Um aumento na renda per capita, além da conscientização, viu a Índia mudar de 'solte azeite comestível em opções embaladas e refinadas. O próximo passo na evolução dos consumidores indianos tem visto um foco maior na saúde deles e de suas famílias. A população indiana urbana, sendo muito viajada, digitalmente conectada e preocupada com a saúde, começou a optar por MUFA mais saudáveis, ou seja, ácidos graxos monoinsaturados (azeite de oliva, azeite de farelo de arroz, azeite de canola, azeite de mostarda, azeite de amendoim) e PUFA, ou seja, ácidos graxos poliinsaturados (azeite de girassol, azeite de cártamo e azeite de milho). 

Estudos demonstraram que os MUFAs reduzem a taxa de mortalidade por doença cardíaca coronária (CHD) e reduzem os níveis de colesterol total e colesterol LDL. Esses azeites, principalmente o azeite de oliva, também contêm antioxidantes que reduzem a dor nas articulações e reduzem o risco de Alzheimer e Parkinson. Os PUFA mostram fortes efeitos na redução do colesterol, além de melhorar a sensibilidade à insulina.
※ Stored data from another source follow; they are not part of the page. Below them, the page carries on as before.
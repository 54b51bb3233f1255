use std::net::SocketAddr;
use std::sync::{Arc, Mutex, MutexGuard};
use tokio::task::JoinHandle;
use tracing::{debug, error, info, warn};
use crate::cm::conn::ConnId;
use crate::cm::manager::ConnManager;
use crate::config::RdmConfig;
use crate::error::CmError;
use crate::peer::{LogicalAddr, PeerDirectory};
use crate::transport::{CompletionBindings, TransportDomain};

/// An RDM context: a reliable-datagram endpoint that talks to any number of peers, with
///  connection management behind its progress lock.
///
/// Dropping it closes and frees all connections that were not closed explicitly.
pub struct RdmEndpoint {
    config: Arc<RdmConfig>,
    addr: SocketAddr,
    cm: Mutex<ConnManager>,
}

impl RdmEndpoint {
    pub fn new(
        config: Arc<RdmConfig>,
        addr: SocketAddr,
        bindings: CompletionBindings,
        peers: Arc<dyn PeerDirectory>,
        domain: Arc<dyn TransportDomain>,
    ) -> anyhow::Result<RdmEndpoint> {
        config.validate()?;
        debug!("RDM endpoint at {:?}, pid {}", addr, config.process_id);

        Ok(RdmEndpoint {
            cm: Mutex::new(ConnManager::new(config.clone(), addr, bindings, peers, domain)),
            config,
            addr,
        })
    }

    pub fn addr(&self) -> SocketAddr {
        self.addr
    }

    pub fn config(&self) -> &RdmConfig {
        &self.config
    }

    /// Acquires the progress lock
    pub fn lock(&self) -> MutexGuard<'_, ConnManager> {
        // connection management does not leave half-done work behind when an operation fails,
        //  so a panic elsewhere does not invalidate its state
        self.cm.lock()
            .unwrap_or_else(|e| e.into_inner())
    }

    /// Runs `f` under the progress lock. This is how the data path and the transport (which
    ///  raises events) get at connection management.
    pub fn with_cm<R>(&self, f: impl FnOnce(&mut ConnManager) -> R) -> R {
        f(&mut self.lock())
    }

    /// One progress iteration: handles all queued connection events
    pub fn progress(&self) -> Result<usize, CmError> {
        self.lock().handle_events()
    }

    /// Returns the established connection for a logical address, or [CmError::TryAgain] while
    ///  it is being established
    pub fn get_conn(&self, addr: LogicalAddr) -> Result<ConnId, CmError> {
        self.lock().get_conn(addr)
    }

    /// Closes and frees all connections. Auto-progress should be shut down before.
    pub fn close(&self) {
        info!("closing RDM endpoint at {:?}", self.addr);
        self.lock().free_all_conns();
    }

    /// Spawns a task that drives progress periodically, unless auto-progress is disabled in the
    ///  configuration. This must be called from inside a tokio runtime.
    ///
    /// The task holds only a weak reference, so it ends by itself when the RDM endpoint is
    ///  dropped.
    pub fn start_auto_progress(self: &Arc<Self>) -> Option<AutoProgress> {
        if self.config.disable_auto_progress {
            debug!("auto-progress is disabled");
            return None;
        }

        let rdm = Arc::downgrade(self);
        let period = self.config.auto_progress_interval;
        let handle = tokio::spawn(async move {
            let mut interval = tokio::time::interval(period);
            loop {
                interval.tick().await;
                let Some(rdm) = rdm.upgrade() else {
                    debug!("RDM endpoint is gone, stopping auto-progress");
                    break;
                };
                match rdm.progress() {
                    Ok(_) => {}
                    Err(e) if e.is_invariant_violation() => error!("auto-progress: {}", e),
                    Err(e) => warn!("auto-progress: {}", e),
                }
            }
        });
        Some(AutoProgress { handle })
    }
}

impl Drop for RdmEndpoint {
    fn drop(&mut self) {
        let cm = self.cm.get_mut()
            .unwrap_or_else(|e| e.into_inner());
        if cm.num_conns() == 0 {
            return;
        }
        debug!("dropping RDM endpoint at {:?} with {} open connection(s)", self.addr, cm.num_conns());
        cm.free_all_conns();
    }
}

/// Handle to a running auto-progress task. Dropping it stops the task.
pub struct AutoProgress {
    handle: JoinHandle<()>,
}

impl AutoProgress {
    pub fn shutdown(self) {
        self.handle.abort();
    }
}

impl Drop for AutoProgress {
    fn drop(&mut self) {
        self.handle.abort();
    }
}
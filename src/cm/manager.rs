use std::net::SocketAddr;
use std::sync::Arc;
use tracing::{debug, error, warn};
use crate::cm::conn::{Conn, ConnEndpoint, ConnFlags, ConnId, ConnPool};
use crate::cm::event::{CmEvent, EventQueue};
use crate::cm::handshake::Handshake;
use crate::config::RdmConfig;
use crate::error::CmError;
use crate::peer::{LogicalAddr, PeerDirectory, PeerRef};
use crate::transport::{CompletionBindings, ConnInfo, EndpointState, TransportDomain, TransportEndpoint};
use crate::util::id_map::IdMap;

/// The connection manager of one RDM context: it owns the context's connection entries, the
///  table indexing them by peer, the loopback list and the event queue.
///
/// There is no locking in here. A `ConnManager` lives behind its RDM context's progress lock,
///  and holding `&mut ConnManager` is what it means to hold that lock.
pub struct ConnManager {
    config: Arc<RdmConfig>,
    addr: SocketAddr,
    bindings: CompletionBindings,
    pub(crate) peers: Arc<dyn PeerDirectory>,
    pub(crate) domain: Arc<dyn TransportDomain>,

    pub(crate) pool: ConnPool,
    pub(crate) conn_idx_map: IdMap<ConnId>,
    pub(crate) loopback_list: Vec<ConnId>,
    pub(crate) events: EventQueue,
}

impl ConnManager {
    pub fn new(
        config: Arc<RdmConfig>,
        addr: SocketAddr,
        bindings: CompletionBindings,
        peers: Arc<dyn PeerDirectory>,
        domain: Arc<dyn TransportDomain>,
    ) -> ConnManager {
        ConnManager {
            pool: ConnPool::new(config.max_connections),
            conn_idx_map: IdMap::new(config.max_peer_index),
            config,
            addr,
            bindings,
            peers,
            domain,
            loopback_list: Vec::new(),
            events: EventQueue::default(),
        }
    }

    /// The RDM context's own (listening) address
    pub fn addr(&self) -> SocketAddr {
        self.addr
    }

    pub fn config(&self) -> &RdmConfig {
        &self.config
    }

    pub fn conn(&self, id: ConnId) -> Option<&Conn> {
        self.pool.get(id)
    }

    /// The entry in the indexed table for a peer index
    pub fn lookup(&self, peer_index: usize) -> Option<ConnId> {
        self.conn_idx_map.lookup(peer_index).copied()
    }

    pub fn loopback_conns(&self) -> &[ConnId] {
        &self.loopback_list
    }

    pub fn num_conns(&self) -> usize {
        self.pool.len()
    }

    pub fn num_indexed(&self) -> usize {
        self.conn_idx_map.len()
    }

    pub fn num_queued_events(&self) -> usize {
        self.events.len()
    }

    /// This is how the transport hands connection events to connection management
    pub fn raise_event(&mut self, event: CmEvent) {
        self.events.push(event);
    }

    pub(crate) fn conn_mut(&mut self, id: ConnId) -> Result<&mut Conn, CmError> {
        self.pool.get_mut(id)
            .ok_or_else(|| CmError::InvariantViolation(format!("{:?} is not allocated", id)))
    }

    pub(crate) fn conn_state(&self, id: ConnId) -> Option<EndpointState> {
        self.pool.get(id)
            .and_then(|c| c.state())
    }

    /// Creates a connection entry for a peer, without indexing it and without opening an
    ///  endpoint. The entry holds a reference to the peer until it is freed.
    pub(crate) fn alloc_conn(&mut self, peer: &PeerRef) -> Option<ConnId> {
        let Some(id) = self.pool.alloc(Conn::new(peer.clone())) else {
            warn!("no free connection entry: all {} are in use", self.pool.capacity());
            return None;
        };
        self.peers.acquire(peer);

        debug!("allocated {:?} for {:?}", id, peer);
        Some(id)
    }

    /// Returns the indexed entry for a peer, creating and indexing it if there is none
    pub(crate) fn add_conn(&mut self, peer: &PeerRef) -> Result<ConnId, CmError> {
        if let Some(id) = self.lookup(peer.index()) {
            return Ok(id);
        }

        let id = self.alloc_conn(peer)
            .ok_or(CmError::NoMemory)?;

        if let Err(e) = self.conn_idx_map.set(peer.index(), id) {
            warn!("can not index {:?}: {}", peer, e);
            self.free_conn(id);
            return Err(CmError::IndexExhausted(peer.index()));
        }

        self.conn_mut(id)?.flags |= ConnFlags::INDEXED;
        Ok(id)
    }

    fn bind_conn(&self, ep: &mut dyn TransportEndpoint) -> Result<(), CmError> {
        for (target, flags) in self.bindings.bind_list() {
            ep.bind(target, flags)
                .map_err(|e| {
                    warn!("binding endpoint to {:?} failed: {}", target, e);
                    CmError::transport("bind", e)
                })?;
        }
        Ok(())
    }

    /// Opens and enables a transport endpoint for an entry, bound to all of the RDM context's
    ///  completion queues and counters. The endpoint takes a reference to the entry's peer.
    ///
    /// If this fails, the entry is left without an endpoint.
    pub(crate) fn open_conn(&mut self, id: ConnId, info: &ConnInfo) -> Result<(), CmError> {
        let peer = self.conn_mut(id)?.peer.clone();

        let mut ep = self.domain.open_endpoint(info, id)
            .map_err(|e| {
                warn!("opening endpoint for {:?} failed: {}", id, e);
                CmError::transport("open endpoint", e)
            })?;

        if let Err(e) = self.bind_conn(ep.as_mut()) {
            ep.close();
            return Err(e);
        }

        self.peers.acquire(&peer);
        if let Err(e) = ep.enable() {
            warn!("enabling endpoint for {:?} failed: {}", id, e);
            ep.close();
            self.peers.release(&peer);
            return Err(CmError::transport("enable", e));
        }

        self.conn_mut(id)?.ep = Some(ConnEndpoint { ep, peer });
        Ok(())
    }

    /// Closes an entry's endpoint, if it has one, and drops all queued events that refer to the
    ///  entry. The entry itself stays allocated (and indexed).
    pub(crate) fn close_conn(&mut self, id: ConnId) {
        let Some(conn) = self.pool.get_mut(id) else {
            error!("closing {:?} which is not allocated", id);
            return;
        };
        debug!("closing {:?}", id);

        if conn.flags.contains(ConnFlags::LOOPBACK) {
            conn.flags.remove(ConnFlags::LOOPBACK);
            self.loopback_list.retain(|c| *c != id);
        }

        if let Some(mut ep) = conn.ep.take() {
            ep.ep.close();
            self.peers.release(&ep.peer);
        }

        let num_purged = self.events.purge_conn(id);
        if num_purged > 0 {
            debug!("dropped {} queued event(s) for {:?}", num_purged, id);
        }
    }

    /// Returns an entry to the pool, removing it from the table and releasing its peer
    ///  reference. The entry must be closed.
    pub(crate) fn free_conn(&mut self, id: ConnId) {
        debug!("free {:?}", id);
        if self.conn_state(id).is_some() {
            error!("freeing {:?} while its endpoint is open - closing it", id);
            self.close_conn(id);
        }

        let Some(conn) = self.pool.release(id) else {
            error!("freeing {:?} which is not allocated", id);
            return;
        };

        if conn.flags.contains(ConnFlags::INDEXED)
            && self.conn_idx_map.lookup(conn.peer.index()) == Some(&id)
        {
            self.conn_idx_map.clear(conn.peer.index());
        }
        if conn.flags.contains(ConnFlags::LOOPBACK) {
            self.loopback_list.retain(|c| *c != id);
        }

        self.peers.release(&conn.peer);
    }

    /// Closes and frees all connections of the RDM context. This is for tearing the context
    ///  down and must not overlap with any other connection activity.
    pub fn free_all_conns(&mut self) {
        // there can not be more connections than the current number of possible peers
        let cnt = self.peers.max_peers();
        for index in 0..cnt {
            if let Some(id) = self.lookup(index) {
                self.close_conn(id);
                self.free_conn(id);
            }
        }

        for id in self.loopback_list.clone() {
            self.close_conn(id);
            self.free_conn(id);
        }

        if !self.conn_idx_map.is_empty() {
            error!("{} indexed connection(s) survived teardown", self.conn_idx_map.len());
        }
    }

    /// Starts establishing a connection for an entry that has no endpoint. On failure, the entry
    ///  is closed again.
    pub(crate) fn connect(&mut self, id: ConnId) -> Result<(), CmError> {
        debug!("connecting {:?}", id);
        let conn = self.conn_mut(id)?;
        if conn.has_endpoint() {
            return Err(CmError::InvariantViolation(format!("{:?} is connecting with an open endpoint", id)));
        }
        let dest_addr = conn.peer.addr();

        let info = ConnInfo {
            src_addr: self.addr,
            dest_addr: Some(dest_addr),
            tx_size: self.config.tx_size,
            rx_size: self.config.rx_size,
            handle: None,
        };
        self.open_conn(id, &info)?;

        let msg = Handshake {
            version: self.config.protocol_version,
            port: self.addr.port(),
            pid: self.config.process_id,
        };

        let result = match self.conn_mut(id)?.endpoint_mut() {
            Some(ep) => ep.connect(dest_addr, &msg.to_bytes()),
            None => return Err(CmError::InvariantViolation(format!("{:?} has no endpoint after opening it", id))),
        };
        if let Err(e) = result {
            warn!("connect for {:?} to {:?} failed: {}", id, dest_addr, e);
            self.close_conn(id);
            return Err(CmError::transport("connect", e));
        }
        Ok(())
    }

    /// This is the entry point for the data path: it returns the connection for a logical
    ///  address if it is established. Otherwise it starts establishing it (if that is not under
    ///  way already) and returns [CmError::TryAgain].
    pub fn get_conn(&mut self, addr: LogicalAddr) -> Result<ConnId, CmError> {
        let peer = self.peers.resolve(addr)
            .ok_or(CmError::UnknownAddress(addr))?;
        let id = self.add_conn(&peer)?;

        if self.conn_state(id).is_none() {
            self.connect(id)?;
        }

        match self.conn_state(id) {
            Some(EndpointState::Connected) => Ok(id),
            _ => Err(CmError::TryAgain),
        }
    }
}
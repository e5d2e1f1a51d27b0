//! School Census Structural Validator
//!
//! Structural validation of pipe-delimited school census files.
//!
//! This library provides:
//! - Census line parsing
//! - Per-phase record layouts (enrollment and situation)
//! - Structural validation: record sequence, entity structure, file-level checks
//! - Rules profiles and configuration management
//! - LSP protocol implementation

pub mod config;
pub mod layout;
pub mod lsp;
pub mod parser;
pub mod profile;
pub mod validation;

// Re-exports for clean public API
pub use config::Config;
pub use layout::{detect_phase, layout_for, Phase, PhaseLayout};
pub use parser::{parse_line, parse_lines, LineRecord, ParsedLine};
pub use profile::{Limits, ProfileManager, RulesProfile};
pub use validation::{
    validate_bytes, validate_document, validate_lines, Rule, Severity, ValidationError,
    ValidationOptions, ValidationReport,
};
use anyhow::Result;
use std::thread;
use std::time::Duration;
use tokio::io::{stdin, stdout};
use tower_lsp::{LspService, Server};

use crate::lsp::backend::Backend;
use crate::Config;

/// Start the LSP server on stdio
pub async fn serve() -> Result<()> {
    let config = Config::from_server_args_and_env()?;
    env_logger::Builder::from_env(env_logger::Env::default().default_filter_or(&config.log_level))
        .init();

    // Under the integration tests, exit shortly so the test can read stdout to EOF
    if std::env::var("CENSO_LS_TEST_EXIT").as_deref() == Ok("1") {
        thread::spawn(|| {
            thread::sleep(Duration::from_secs(1));
            std::process::exit(0);
        });
    }

    log::info!("Starting censo-ls {}", env!("CARGO_PKG_VERSION"));

    let (service, socket) = LspService::new(move |client| Backend::new(client, config));
    Server::new(stdin(), stdout(), socket).serve(service).await;

    Ok(())
}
Também estimulam o sistema imunológico, melhoram a qualidade da pele e o funcionamento do sistema nervoso. 

O azeite de oliva, em particular, tem sido aceito nas famílias indianas e, embora o volume de importação atual seja de aproximadamente 13,000 toneladas (0.1 por cento de participação de mercado no geral), tem havido um crescimento estável ano a ano. A introdução de azeites de oliva extra-leves com alto índice de defumação tem sido instrumental, pois a maioria dos pratos indianos envolve cozinhar em fogo alto. Além disso, as mudanças na dieta para opções mais saudáveis, como saladas, também aumentaram a demanda por azeite de oliva extra virgem. Iniciativas de marketing, como as da UE e Asoliva também ajudaram na conscientização. 

O maior desafio continua sendo o preço, como um aumento na Direitos de importação indianos, valorização do Euro em relação à Rúpia e custos mais altos do produto resultarão em um custo mais alto para o consumidor final. o Indian Olive Association (IOA) liderou um esforço concertado para corrigir esta anomalia de preços, citando os benefícios para a saúde e a falta de concorrentes locais para azeite importado na Índia. 

O próximo passo nesta evolução do consumidor indiano ainda está para ser escrito, já que o segundo país mais populoso do mundo está à beira de uma revolução na saúde que apresenta azeites mais saudáveis ​​e medicamente recomendados em seu coração. Resta saber quais medidas o governo indiano tomará para apoiar o impulso positivo.